A Polícia Civil indiciou três adultos suspeitos de coagir ao menos uma testemunha na investigação sobre a morte do cão comunitário Orelha, brutalmente agredido na Praia Brava, uma das regiões mais nobres de Florianópolis. Quatro adolescentes suspeitos de cometer o crime de maus-tratos já foram identificados e também são apontados por tentar afogar outro cão no mar.
Em coletiva à imprensa na manhã desta terça-feira (27), a Polícia Civil detalhou que os investigados são pais e um tio dos adolescentes. Dois deles são empresários e o outro advogado.
Coação é o crime de ameaçar ou agredir alguma das partes de um processo judicial – juízes, testemunhas, advogados, vítimas ou réus, por exemplo – para tentar interferir no resultado.
Os nomes dos indiciados não foram revelados pelos delegados e a corporação informou que o crime foi cometido contra o vigilante de um condomínio que teria uma foto que poderia colaborar com a investigação da ocorrência.
A Polícia Civil não informou se teve acesso a esse registro específico, mas disse que analisa mais de mil horas de imagens de câmeras de segurança. Ele foi afastado por segurança pessoal.

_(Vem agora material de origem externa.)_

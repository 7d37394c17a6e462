//! In-process stand-in for the device's Wireless debugging pairing service
//!
//! Speaks the server side of the pairing protocol the way `adbd` does: after
//! the SPAKE2 exchange it sends its own encrypted PeerInfo before reading the
//! client's, so a client with the wrong code fails on decryption.

#![allow(dead_code)]

use adb_pairing_protocol::crypto::{PakeResponder, SessionCipher, CHANNEL_BINDING_LEN};
use adb_pairing_protocol::pairing::{PairingCode, PairingEndpoint, PeerInfo};
use adb_pairing_protocol::transport::frame::{read_frame, write_frame};
use adb_pairing_protocol::transport::{FrameType, EXPORTER_LABEL, FRAME_VERSION, MAX_PAYLOAD_LEN};
use adb_pairing_protocol::PairingCredential;
use rustls::pki_types::{CertificateDer, PrivateKeyDer, PrivatePkcs8KeyDer, UnixTime};
use rustls::server::danger::{ClientCertVerified, ClientCertVerifier};
use rustls::{DigitallySignedStruct, DistinguishedName, ServerConfig, SignatureScheme};
use std::net::SocketAddr;
use std::sync::Arc;
use std::time::Duration;
use tokio::io::AsyncWriteExt;
use tokio::net::{TcpListener, TcpStream};
use tokio::sync::mpsc;
use tokio::task::JoinHandle;
use tokio_rustls::server::TlsStream;
use tokio_rustls::TlsAcceptor;

/// What the service saw during one connection
#[derive(Debug, Clone)]
pub struct SessionReport {
    /// The client's PeerInfo, if it decrypted with our key
    pub client_info: Option<PeerInfo>,
    /// Whether the client presented a TLS certificate
    pub client_certificate: bool,
    /// Raw SPAKE2 message received from the client
    pub client_pake_message: Vec<u8>,
    /// Channel binding of this connection
    pub channel_binding: [u8; CHANNEL_BINDING_LEN],
}

/// How the service departs from the protocol, if at all
#[derive(Debug, Clone, Copy, PartialEq, Eq, Default)]
pub enum Behavior {
    #[default]
    Honest,
    /// Answer the SPAKE2 message with a PeerInfo frame
    PeerInfoForPake,
    /// Answer with a frame whose version byte is 2
    BadFrameVersion,
    /// Answer with a header announcing more than the maximum payload
    OversizedFrame,
    /// Complete the key exchange, then seal a PeerInfo of unknown kind
    UnknownPeerInfoKind,
    /// Read the SPAKE2 message and never answer
    StallAfterPake,
    /// Answer the SPAKE2 message, then never send PeerInfo
    StallAfterKeys,
}

#[derive(Debug, Clone)]
pub struct ServiceOptions {
    pub code: String,
    /// Pause before answering the client's SPAKE2 message
    pub reply_delay: Duration,
    pub behavior: Behavior,
}

impl ServiceOptions {
    pub fn with_code(code: &str) -> Self {
        Self {
            code: code.to_string(),
            reply_delay: Duration::ZERO,
            behavior: Behavior::Honest,
        }
    }

    pub fn behaving(code: &str, behavior: Behavior) -> Self {
        Self {
            behavior,
            ..Self::with_code(code)
        }
    }
}

pub struct PairingServiceDouble {
    pub addr: SocketAddr,
    /// Public key announced in our PeerInfo
    pub public_key: Vec<u8>,
    pub name: String,
    reports: mpsc::UnboundedReceiver<SessionReport>,
    task: JoinHandle<()>,
}

impl PairingServiceDouble {
    pub async fn spawn(options: ServiceOptions) -> Self {
        let listener = TcpListener::bind("127.0.0.1:0").await.unwrap();
        let addr = listener.local_addr().unwrap();
        let acceptor = TlsAcceptor::from(server_config());
        let identity = PairingCredential::generate("adbd").unwrap();
        let public_key = identity.public_key().to_vec();
        let name = "adb-TEST0001-pairing".to_string();
        let (report_tx, reports) = mpsc::unbounded_channel();

        let peer_info = PeerInfo::with_public_key(&public_key, name.clone());
        let task = tokio::spawn(async move {
            loop {
                let Ok((tcp, _)) = listener.accept().await else {
                    return;
                };
                let acceptor = acceptor.clone();
                let options = options.clone();
                let peer_info = peer_info.clone();
                let report_tx = report_tx.clone();
                tokio::spawn(async move {
                    if let Some(report) = serve(acceptor, tcp, &options, &peer_info).await {
                        let _ = report_tx.send(report);
                    }
                });
            }
        });

        Self {
            addr,
            public_key,
            name,
            reports,
            task,
        }
    }

    pub fn endpoint(&self) -> PairingEndpoint {
        PairingEndpoint::from(self.addr)
    }

    /// Report of the next served connection
    pub async fn next_report(&mut self) -> SessionReport {
        tokio::time::timeout(Duration::from_secs(5), self.reports.recv())
            .await
            .expect("pairing service produced no report")
            .expect("pairing service stopped")
    }
}

impl Drop for PairingServiceDouble {
    fn drop(&mut self) {
        self.task.abort();
    }
}

async fn serve(
    acceptor: TlsAcceptor,
    tcp: TcpStream,
    options: &ServiceOptions,
    peer_info: &PeerInfo,
) -> Option<SessionReport> {
    let mut tls = acceptor.accept(tcp).await.ok()?;
    let client_certificate = tls.get_ref().1.peer_certificates().is_some();
    let channel_binding = tls
        .get_ref()
        .1
        .export_keying_material([0u8; CHANNEL_BINDING_LEN], EXPORTER_LABEL, None)
        .ok()?;

    let code = PairingCode::parse(&options.code).ok()?;

    let msg1 = read_frame(&mut tls, MAX_PAYLOAD_LEN).await.ok()?;
    assert_eq!(msg1.frame_type, FrameType::PakeMessage);
    let (secret, msg2) = PakeResponder::complete(&msg1.payload, &code, &channel_binding).ok()?;

    tokio::time::sleep(options.reply_delay).await;
    match options.behavior {
        Behavior::PeerInfoForPake => {
            write_frame(&mut tls, FrameType::PeerInfo, &msg2).await.ok()?;
            return drain(tls).await;
        }
        Behavior::BadFrameVersion => {
            let mut raw = vec![2, FrameType::PakeMessage.as_u8()];
            raw.extend_from_slice(&(msg2.len() as u32).to_be_bytes());
            raw.extend_from_slice(&msg2);
            tls.write_all(&raw).await.ok()?;
            return drain(tls).await;
        }
        Behavior::OversizedFrame => {
            let mut raw = vec![FRAME_VERSION, FrameType::PakeMessage.as_u8()];
            raw.extend_from_slice(&(MAX_PAYLOAD_LEN + 1).to_be_bytes());
            tls.write_all(&raw).await.ok()?;
            return drain(tls).await;
        }
        Behavior::StallAfterPake => return drain(tls).await,
        _ => write_frame(&mut tls, FrameType::PakeMessage, &msg2).await.ok()?,
    }

    let mut cipher = SessionCipher::new(&secret).ok()?;
    match options.behavior {
        Behavior::StallAfterKeys => return drain(tls).await,
        Behavior::UnknownPeerInfoKind => {
            let mut garbled = peer_info.encode().ok()?;
            garbled[0] = 7;
            let sealed = cipher.seal(&garbled).ok()?;
            write_frame(&mut tls, FrameType::PeerInfo, &sealed).await.ok()?;
            return drain(tls).await;
        }
        _ => {
            let sealed = cipher.seal(&peer_info.encode().ok()?).ok()?;
            write_frame(&mut tls, FrameType::PeerInfo, &sealed).await.ok()?;
        }
    }

    let theirs = read_frame(&mut tls, MAX_PAYLOAD_LEN).await.ok()?;
    let client_info = cipher
        .open(&theirs.payload)
        .ok()
        .and_then(|plain| PeerInfo::decode(&plain).ok());

    let _ = tls.shutdown().await;

    Some(SessionReport {
        client_info,
        client_certificate,
        client_pake_message: msg1.payload,
        channel_binding,
    })
}

/// Swallow whatever the client still sends until it hangs up
async fn drain(mut tls: TlsStream<TcpStream>) -> Option<SessionReport> {
    while read_frame(&mut tls, MAX_PAYLOAD_LEN).await.is_ok() {}
    None
}

/// Requests a client certificate and accepts whatever is offered
#[derive(Debug)]
struct AcceptAnyClientCert;

impl ClientCertVerifier for AcceptAnyClientCert {
    fn root_hint_subjects(&self) -> &[DistinguishedName] {
        &[]
    }

    fn verify_client_cert(
        &self,
        _end_entity: &CertificateDer<'_>,
        _intermediates: &[CertificateDer<'_>],
        _now: UnixTime,
    ) -> Result<ClientCertVerified, rustls::Error> {
        Ok(ClientCertVerified::assertion())
    }

    fn verify_tls12_signature(
        &self,
        message: &[u8],
        cert: &CertificateDer<'_>,
        dss: &DigitallySignedStruct,
    ) -> Result<rustls::client::danger::HandshakeSignatureValid, rustls::Error> {
        rustls::crypto::verify_tls12_signature(
            message,
            cert,
            dss,
            &rustls::crypto::ring::default_provider().signature_verification_algorithms,
        )
    }

    fn verify_tls13_signature(
        &self,
        message: &[u8],
        cert: &CertificateDer<'_>,
        dss: &DigitallySignedStruct,
    ) -> Result<rustls::client::danger::HandshakeSignatureValid, rustls::Error> {
        rustls::crypto::verify_tls13_signature(
            message,
            cert,
            dss,
            &rustls::crypto::ring::default_provider().signature_verification_algorithms,
        )
    }

    fn supported_verify_schemes(&self) -> Vec<SignatureScheme> {
        rustls::crypto::ring::default_provider()
            .signature_verification_algorithms
            .supported_schemes()
    }
}

fn server_config() -> Arc<ServerConfig> {
    let cert = rcgen::generate_simple_self_signed(vec!["localhost".to_string()]).unwrap();
    let cert_der = CertificateDer::from(cert.serialize_der().unwrap());
    let key_der = PrivateKeyDer::Pkcs8(PrivatePkcs8KeyDer::from(cert.serialize_private_key_der()));

    let config = ServerConfig::builder_with_protocol_versions(&[&rustls::version::TLS13])
        .with_client_cert_verifier(Arc::new(AcceptAnyClientCert))
        .with_single_cert(vec![cert_der], key_der)
        .unwrap();
    Arc::new(config)
}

Quantas pessoas foram ouvidas?
Somente no inquérito que apura o crime de coação, 22 pessoas foram ouvidas. A Justiça não autorizou a apreensão dos aparelhos eletrônicos dos adultos.
Quem são os adolescentes?
Os nomes e idades dos suspeitos de atacar Orelha não foram divulgados pela investigação, tendo em vista que o Estatuto da Criança e do Adolescente (ECA) prevê sigilo absoluto nos procedimentos envolvendo menores de 18 anos.
Segundo o a Polícia Civil, dois dos quatro adolescentes suspeitos estão em Florianópolis e foram alvos de uma operação na segunda-feira (26) — os demais estão nos Estados Unidos para "viagem pré-programada".